BEGIN

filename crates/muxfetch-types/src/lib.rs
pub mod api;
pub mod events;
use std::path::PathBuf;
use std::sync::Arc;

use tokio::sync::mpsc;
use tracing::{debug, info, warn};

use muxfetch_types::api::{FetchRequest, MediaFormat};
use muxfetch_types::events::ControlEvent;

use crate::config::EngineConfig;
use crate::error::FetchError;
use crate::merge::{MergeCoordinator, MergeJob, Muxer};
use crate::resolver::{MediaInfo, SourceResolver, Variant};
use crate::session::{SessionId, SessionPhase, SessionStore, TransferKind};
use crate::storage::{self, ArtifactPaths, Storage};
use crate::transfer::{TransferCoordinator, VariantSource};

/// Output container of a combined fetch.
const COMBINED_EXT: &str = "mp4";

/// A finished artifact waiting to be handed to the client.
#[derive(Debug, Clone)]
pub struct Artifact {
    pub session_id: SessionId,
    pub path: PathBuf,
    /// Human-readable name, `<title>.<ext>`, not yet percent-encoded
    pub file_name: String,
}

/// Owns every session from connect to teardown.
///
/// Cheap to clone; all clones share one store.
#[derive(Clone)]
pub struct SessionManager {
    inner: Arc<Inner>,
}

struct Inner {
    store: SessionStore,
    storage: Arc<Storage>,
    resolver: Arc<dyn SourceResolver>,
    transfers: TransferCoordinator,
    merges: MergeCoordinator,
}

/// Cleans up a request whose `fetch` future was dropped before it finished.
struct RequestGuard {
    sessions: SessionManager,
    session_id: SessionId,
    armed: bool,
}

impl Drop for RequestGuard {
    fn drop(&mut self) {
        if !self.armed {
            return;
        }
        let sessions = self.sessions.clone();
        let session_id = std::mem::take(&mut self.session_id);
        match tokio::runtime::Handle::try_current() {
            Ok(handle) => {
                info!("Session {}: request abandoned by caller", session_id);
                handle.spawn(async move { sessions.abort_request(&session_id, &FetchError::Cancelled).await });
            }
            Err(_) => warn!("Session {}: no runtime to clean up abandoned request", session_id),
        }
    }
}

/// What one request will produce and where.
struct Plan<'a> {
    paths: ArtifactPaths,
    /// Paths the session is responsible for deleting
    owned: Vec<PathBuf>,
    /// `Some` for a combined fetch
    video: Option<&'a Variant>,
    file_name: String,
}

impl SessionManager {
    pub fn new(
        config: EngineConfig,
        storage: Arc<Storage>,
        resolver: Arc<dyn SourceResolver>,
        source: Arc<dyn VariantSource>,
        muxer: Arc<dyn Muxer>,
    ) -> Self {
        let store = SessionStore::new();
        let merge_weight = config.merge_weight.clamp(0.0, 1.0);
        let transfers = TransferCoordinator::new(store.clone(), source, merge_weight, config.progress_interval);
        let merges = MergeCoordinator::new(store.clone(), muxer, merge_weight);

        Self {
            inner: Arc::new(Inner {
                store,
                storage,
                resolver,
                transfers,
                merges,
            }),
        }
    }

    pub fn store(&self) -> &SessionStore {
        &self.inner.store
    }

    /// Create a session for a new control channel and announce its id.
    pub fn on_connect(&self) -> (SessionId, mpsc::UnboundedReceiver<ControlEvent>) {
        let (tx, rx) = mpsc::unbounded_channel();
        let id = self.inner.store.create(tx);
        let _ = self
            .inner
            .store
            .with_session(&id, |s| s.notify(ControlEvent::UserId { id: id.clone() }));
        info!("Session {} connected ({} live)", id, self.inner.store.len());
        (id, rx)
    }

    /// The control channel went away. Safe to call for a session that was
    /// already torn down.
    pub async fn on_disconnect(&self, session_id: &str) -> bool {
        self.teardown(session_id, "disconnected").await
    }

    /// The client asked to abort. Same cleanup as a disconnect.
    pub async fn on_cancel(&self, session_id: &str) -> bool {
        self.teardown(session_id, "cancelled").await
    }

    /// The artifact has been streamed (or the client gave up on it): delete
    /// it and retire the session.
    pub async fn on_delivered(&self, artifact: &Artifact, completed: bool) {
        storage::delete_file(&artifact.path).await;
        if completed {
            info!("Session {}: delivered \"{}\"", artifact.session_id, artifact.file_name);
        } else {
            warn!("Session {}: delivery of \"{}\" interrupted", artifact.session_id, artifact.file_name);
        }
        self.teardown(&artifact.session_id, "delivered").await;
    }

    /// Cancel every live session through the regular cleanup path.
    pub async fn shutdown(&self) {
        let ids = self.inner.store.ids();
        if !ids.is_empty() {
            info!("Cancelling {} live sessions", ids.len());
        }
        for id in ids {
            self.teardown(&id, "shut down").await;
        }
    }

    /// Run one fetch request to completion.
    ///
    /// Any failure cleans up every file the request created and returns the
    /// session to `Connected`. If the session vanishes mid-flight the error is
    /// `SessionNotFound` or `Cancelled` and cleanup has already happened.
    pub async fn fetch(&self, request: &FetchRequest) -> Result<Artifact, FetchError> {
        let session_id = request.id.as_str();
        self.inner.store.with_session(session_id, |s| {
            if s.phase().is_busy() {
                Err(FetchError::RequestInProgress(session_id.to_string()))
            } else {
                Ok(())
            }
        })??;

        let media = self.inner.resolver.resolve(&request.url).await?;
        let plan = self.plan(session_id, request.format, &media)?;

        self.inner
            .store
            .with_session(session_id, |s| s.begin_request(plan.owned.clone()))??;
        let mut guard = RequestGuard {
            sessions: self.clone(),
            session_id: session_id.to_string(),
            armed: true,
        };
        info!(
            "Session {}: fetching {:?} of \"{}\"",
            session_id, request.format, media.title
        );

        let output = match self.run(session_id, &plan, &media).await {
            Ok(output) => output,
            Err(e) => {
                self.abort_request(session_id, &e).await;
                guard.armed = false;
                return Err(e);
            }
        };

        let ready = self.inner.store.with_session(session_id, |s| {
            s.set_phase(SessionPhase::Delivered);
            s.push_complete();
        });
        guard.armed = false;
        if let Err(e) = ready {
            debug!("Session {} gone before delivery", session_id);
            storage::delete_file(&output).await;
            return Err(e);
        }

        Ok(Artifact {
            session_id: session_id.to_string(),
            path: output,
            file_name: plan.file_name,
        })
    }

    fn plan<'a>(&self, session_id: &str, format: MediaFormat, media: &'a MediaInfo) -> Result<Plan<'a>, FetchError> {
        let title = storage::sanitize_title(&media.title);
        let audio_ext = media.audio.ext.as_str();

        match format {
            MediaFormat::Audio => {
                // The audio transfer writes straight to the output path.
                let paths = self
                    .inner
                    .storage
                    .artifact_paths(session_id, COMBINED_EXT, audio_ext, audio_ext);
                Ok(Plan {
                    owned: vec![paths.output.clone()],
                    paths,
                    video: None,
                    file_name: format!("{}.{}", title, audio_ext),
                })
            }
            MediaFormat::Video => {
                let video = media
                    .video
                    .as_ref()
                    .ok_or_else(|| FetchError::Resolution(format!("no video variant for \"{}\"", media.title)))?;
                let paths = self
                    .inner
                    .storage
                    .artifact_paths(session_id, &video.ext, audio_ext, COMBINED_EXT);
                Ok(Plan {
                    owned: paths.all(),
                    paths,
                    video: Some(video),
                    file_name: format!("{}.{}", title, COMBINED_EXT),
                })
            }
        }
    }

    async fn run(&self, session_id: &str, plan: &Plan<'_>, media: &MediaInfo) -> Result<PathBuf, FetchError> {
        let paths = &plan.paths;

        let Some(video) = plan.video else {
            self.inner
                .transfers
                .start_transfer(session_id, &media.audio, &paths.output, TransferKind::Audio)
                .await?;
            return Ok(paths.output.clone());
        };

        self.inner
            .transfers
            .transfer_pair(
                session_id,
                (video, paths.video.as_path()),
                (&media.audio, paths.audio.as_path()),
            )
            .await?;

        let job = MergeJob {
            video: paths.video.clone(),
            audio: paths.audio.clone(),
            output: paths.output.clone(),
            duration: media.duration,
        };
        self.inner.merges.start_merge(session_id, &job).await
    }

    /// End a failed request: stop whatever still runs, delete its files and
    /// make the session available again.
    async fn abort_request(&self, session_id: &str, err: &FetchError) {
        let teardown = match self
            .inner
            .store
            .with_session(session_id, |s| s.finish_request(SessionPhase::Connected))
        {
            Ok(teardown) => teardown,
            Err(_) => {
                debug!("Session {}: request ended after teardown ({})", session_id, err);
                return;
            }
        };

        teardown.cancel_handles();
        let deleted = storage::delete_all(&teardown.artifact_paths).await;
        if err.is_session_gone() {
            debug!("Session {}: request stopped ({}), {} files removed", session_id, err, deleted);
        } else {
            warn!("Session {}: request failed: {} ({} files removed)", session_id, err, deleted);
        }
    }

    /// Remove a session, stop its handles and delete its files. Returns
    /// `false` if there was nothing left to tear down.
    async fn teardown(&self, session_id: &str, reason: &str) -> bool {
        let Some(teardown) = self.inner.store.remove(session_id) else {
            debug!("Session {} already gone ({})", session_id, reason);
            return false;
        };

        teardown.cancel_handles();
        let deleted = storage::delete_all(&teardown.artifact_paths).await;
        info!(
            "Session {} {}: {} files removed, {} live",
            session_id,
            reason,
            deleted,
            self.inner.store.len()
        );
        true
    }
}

END
BEGIN

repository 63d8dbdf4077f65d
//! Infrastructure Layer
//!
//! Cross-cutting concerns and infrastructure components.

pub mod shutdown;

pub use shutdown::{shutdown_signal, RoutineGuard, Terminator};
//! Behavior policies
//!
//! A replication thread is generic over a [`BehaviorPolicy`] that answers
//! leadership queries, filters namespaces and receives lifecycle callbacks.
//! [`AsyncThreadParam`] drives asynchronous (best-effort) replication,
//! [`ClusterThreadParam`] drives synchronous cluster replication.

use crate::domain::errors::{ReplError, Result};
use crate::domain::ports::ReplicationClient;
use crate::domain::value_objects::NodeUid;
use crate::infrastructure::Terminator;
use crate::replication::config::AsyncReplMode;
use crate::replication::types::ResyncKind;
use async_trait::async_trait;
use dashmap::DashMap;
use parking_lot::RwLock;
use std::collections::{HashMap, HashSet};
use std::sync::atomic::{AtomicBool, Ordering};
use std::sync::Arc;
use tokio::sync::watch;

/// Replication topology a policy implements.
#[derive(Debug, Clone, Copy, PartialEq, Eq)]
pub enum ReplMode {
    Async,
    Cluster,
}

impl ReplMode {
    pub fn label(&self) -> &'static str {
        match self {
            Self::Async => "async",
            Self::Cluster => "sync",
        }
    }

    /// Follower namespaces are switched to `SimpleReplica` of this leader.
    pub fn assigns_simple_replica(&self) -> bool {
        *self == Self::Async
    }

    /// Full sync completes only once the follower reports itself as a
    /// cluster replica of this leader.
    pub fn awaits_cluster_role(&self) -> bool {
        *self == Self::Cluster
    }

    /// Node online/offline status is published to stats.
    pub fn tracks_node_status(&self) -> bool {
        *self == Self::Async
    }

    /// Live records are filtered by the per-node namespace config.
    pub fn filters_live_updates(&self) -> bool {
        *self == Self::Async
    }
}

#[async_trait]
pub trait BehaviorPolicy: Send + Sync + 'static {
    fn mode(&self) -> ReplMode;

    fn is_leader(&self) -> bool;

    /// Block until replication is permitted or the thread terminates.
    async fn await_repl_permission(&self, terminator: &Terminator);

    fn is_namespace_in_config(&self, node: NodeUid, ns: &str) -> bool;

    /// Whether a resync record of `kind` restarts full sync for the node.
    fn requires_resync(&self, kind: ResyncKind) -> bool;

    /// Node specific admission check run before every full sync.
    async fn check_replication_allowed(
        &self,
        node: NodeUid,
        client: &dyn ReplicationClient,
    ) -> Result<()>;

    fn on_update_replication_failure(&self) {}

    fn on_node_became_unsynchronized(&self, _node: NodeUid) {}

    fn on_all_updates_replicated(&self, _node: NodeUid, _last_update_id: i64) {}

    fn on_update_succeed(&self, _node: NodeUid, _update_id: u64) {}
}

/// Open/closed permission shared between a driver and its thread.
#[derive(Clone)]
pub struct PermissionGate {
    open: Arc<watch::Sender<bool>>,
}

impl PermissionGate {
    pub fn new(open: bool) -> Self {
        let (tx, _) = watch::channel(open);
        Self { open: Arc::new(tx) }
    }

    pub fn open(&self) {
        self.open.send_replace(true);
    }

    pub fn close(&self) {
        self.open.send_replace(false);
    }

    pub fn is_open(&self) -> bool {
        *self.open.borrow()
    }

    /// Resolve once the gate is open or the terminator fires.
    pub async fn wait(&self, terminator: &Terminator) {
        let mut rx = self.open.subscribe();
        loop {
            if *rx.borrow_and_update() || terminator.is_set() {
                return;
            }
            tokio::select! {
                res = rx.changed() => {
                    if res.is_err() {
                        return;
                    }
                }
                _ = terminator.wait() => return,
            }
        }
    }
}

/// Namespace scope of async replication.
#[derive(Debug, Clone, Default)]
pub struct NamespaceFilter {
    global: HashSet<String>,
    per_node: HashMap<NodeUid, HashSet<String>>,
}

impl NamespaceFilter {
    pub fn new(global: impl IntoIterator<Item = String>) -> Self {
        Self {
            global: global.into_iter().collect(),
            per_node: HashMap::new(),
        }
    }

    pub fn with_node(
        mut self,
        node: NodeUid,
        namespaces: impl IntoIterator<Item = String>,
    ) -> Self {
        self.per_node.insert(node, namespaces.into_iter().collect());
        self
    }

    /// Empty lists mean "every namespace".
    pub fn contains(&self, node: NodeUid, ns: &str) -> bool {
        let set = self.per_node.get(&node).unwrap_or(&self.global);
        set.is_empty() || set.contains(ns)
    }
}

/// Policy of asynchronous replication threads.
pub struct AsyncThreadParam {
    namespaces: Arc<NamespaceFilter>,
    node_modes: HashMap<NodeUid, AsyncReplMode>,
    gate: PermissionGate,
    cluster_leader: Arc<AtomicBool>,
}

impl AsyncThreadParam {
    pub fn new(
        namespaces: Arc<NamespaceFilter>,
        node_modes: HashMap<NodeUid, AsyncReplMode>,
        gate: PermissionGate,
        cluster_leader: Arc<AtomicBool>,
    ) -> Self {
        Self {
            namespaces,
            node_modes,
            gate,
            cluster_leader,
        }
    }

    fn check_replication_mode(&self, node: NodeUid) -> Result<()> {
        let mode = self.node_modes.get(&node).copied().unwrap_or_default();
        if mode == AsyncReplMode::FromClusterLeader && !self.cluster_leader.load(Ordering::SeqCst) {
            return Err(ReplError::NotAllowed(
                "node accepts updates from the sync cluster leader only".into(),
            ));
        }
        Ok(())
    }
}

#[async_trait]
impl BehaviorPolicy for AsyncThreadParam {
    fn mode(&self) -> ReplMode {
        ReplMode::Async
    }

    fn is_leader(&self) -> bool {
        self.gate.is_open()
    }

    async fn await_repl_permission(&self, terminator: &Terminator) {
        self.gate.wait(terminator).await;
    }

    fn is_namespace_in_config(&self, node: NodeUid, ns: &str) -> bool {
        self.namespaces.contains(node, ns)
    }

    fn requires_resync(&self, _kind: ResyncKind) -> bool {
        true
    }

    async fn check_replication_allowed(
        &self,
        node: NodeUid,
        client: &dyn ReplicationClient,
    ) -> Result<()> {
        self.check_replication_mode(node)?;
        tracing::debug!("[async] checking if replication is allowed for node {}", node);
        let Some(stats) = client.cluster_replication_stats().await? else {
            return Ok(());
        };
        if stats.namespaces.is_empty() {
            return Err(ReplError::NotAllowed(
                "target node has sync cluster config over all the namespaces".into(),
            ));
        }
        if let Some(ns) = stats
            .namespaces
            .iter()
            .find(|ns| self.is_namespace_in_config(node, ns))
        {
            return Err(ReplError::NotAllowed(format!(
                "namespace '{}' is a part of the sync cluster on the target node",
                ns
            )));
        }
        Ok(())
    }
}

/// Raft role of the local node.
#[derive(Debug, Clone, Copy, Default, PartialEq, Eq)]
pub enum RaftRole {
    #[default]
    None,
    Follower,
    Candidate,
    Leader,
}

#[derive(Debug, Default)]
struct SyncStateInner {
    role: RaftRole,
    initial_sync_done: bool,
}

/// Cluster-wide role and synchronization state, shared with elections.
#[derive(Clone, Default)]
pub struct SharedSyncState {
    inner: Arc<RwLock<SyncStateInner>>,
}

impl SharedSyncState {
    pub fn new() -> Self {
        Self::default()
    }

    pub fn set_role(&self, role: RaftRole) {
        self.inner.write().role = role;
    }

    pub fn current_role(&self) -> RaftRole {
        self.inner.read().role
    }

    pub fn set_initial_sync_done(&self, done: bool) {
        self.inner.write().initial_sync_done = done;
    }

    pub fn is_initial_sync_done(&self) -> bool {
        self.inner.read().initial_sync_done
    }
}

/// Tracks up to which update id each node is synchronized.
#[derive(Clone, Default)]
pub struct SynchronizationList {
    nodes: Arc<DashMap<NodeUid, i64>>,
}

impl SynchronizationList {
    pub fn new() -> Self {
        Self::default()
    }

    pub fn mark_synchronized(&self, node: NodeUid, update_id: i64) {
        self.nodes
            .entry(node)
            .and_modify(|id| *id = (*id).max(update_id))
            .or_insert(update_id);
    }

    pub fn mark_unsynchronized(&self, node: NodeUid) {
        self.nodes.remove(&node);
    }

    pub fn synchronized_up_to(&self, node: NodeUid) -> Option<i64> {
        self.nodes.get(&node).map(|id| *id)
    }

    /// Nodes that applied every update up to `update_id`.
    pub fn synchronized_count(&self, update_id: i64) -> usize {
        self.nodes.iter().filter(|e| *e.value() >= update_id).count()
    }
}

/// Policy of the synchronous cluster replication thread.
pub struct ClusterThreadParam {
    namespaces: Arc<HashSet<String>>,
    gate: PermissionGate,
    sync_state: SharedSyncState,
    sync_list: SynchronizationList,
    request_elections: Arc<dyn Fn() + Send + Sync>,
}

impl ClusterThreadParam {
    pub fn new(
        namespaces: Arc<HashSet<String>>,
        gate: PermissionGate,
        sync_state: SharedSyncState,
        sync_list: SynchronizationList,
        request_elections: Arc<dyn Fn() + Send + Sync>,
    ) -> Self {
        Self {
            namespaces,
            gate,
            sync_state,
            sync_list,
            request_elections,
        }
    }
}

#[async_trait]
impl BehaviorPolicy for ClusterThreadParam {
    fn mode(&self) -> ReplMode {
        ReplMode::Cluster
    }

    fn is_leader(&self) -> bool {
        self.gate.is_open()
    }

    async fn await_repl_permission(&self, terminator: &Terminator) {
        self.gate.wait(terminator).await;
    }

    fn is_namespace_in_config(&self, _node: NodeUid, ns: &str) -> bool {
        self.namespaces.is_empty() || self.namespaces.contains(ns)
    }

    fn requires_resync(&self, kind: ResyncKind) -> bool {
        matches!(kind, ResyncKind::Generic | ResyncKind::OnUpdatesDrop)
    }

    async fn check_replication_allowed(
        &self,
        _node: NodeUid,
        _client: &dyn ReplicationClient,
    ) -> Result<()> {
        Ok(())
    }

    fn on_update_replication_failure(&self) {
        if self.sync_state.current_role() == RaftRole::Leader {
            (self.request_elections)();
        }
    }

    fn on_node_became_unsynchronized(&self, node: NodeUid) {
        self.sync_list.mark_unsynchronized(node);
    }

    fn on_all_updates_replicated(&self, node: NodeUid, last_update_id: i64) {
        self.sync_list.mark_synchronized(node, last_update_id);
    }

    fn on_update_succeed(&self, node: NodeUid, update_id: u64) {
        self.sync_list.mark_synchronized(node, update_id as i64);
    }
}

END
BEGIN

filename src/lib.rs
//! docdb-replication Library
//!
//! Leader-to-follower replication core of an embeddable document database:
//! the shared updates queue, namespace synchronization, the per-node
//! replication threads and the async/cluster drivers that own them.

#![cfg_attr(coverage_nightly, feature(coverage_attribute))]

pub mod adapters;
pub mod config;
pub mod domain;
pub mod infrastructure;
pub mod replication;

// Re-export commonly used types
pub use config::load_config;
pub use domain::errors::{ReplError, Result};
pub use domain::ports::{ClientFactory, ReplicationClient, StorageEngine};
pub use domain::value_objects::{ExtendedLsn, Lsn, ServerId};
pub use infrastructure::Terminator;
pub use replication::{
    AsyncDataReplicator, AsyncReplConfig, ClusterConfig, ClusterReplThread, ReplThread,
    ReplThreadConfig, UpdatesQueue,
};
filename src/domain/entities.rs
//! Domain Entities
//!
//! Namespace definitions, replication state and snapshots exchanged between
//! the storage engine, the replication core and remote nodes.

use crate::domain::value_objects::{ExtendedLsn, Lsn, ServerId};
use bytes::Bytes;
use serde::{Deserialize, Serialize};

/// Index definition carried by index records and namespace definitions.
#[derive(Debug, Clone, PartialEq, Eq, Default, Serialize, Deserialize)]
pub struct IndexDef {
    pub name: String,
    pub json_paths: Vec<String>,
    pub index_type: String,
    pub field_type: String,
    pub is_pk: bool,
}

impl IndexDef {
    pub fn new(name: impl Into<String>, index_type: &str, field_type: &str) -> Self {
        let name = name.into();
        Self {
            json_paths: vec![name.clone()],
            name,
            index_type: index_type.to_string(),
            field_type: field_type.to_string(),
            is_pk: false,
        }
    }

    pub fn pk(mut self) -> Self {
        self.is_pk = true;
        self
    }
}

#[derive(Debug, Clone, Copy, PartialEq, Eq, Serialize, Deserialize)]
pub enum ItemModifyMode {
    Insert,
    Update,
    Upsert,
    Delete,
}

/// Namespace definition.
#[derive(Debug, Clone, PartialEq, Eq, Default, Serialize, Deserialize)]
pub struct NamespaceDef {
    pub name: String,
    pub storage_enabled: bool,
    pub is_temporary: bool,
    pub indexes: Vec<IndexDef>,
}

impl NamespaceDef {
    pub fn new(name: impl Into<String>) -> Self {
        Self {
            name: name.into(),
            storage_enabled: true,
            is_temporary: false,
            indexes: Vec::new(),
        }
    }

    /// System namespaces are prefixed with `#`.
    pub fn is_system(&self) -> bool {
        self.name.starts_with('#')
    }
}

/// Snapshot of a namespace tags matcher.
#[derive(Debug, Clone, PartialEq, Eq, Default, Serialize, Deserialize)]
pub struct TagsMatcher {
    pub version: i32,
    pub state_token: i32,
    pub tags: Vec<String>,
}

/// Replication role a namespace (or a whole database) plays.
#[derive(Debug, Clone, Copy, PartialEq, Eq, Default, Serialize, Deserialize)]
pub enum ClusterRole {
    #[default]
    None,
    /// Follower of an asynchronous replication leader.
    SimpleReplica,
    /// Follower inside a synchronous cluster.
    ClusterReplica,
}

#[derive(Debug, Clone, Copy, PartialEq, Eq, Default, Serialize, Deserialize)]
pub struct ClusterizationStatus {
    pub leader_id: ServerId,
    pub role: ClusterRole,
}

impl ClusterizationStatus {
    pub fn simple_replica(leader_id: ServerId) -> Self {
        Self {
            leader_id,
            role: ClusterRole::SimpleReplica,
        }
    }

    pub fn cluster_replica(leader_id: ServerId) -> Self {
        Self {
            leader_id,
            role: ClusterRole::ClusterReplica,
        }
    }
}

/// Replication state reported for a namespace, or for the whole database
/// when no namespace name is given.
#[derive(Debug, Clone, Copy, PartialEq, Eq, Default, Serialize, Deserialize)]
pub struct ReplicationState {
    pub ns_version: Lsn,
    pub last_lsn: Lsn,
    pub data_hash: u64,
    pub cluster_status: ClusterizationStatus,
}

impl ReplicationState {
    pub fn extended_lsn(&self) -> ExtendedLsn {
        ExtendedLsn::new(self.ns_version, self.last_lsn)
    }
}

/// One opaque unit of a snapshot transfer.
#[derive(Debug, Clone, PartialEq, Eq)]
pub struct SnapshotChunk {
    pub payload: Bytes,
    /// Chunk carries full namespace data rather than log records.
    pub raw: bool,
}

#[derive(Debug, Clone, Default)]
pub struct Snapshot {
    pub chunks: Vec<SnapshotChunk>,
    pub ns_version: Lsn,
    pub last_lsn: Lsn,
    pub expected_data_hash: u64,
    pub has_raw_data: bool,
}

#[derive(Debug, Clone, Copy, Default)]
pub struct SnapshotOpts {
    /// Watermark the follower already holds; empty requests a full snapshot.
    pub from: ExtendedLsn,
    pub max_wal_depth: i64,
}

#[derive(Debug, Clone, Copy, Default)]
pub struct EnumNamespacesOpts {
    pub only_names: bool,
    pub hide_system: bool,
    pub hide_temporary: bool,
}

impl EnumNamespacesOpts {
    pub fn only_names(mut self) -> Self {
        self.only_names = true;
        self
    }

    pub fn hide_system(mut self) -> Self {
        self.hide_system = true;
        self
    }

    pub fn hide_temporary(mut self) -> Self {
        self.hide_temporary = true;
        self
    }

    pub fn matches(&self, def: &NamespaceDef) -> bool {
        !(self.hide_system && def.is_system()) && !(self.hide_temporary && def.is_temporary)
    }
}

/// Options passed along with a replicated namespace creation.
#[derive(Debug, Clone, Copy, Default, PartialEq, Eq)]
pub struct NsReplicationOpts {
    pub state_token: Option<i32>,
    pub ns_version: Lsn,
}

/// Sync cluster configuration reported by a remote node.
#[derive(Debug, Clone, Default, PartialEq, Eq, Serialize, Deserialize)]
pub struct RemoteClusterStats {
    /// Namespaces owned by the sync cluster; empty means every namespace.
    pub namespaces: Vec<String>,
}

END

(What to do) Take from the listing above each line containing "MediaInfo".

(Solution to the exercise)
use crate::resolver::{MediaInfo, SourceResolver, Variant};
    fn plan<'a>(&self, session_id: &str, format: MediaFormat, media: &'a MediaInfo) -> Result<Plan<'a>, FetchError> {
    async fn run(&self, session_id: &str, plan: &Plan<'_>, media: &MediaInfo) -> Result<PathBuf, FetchError> {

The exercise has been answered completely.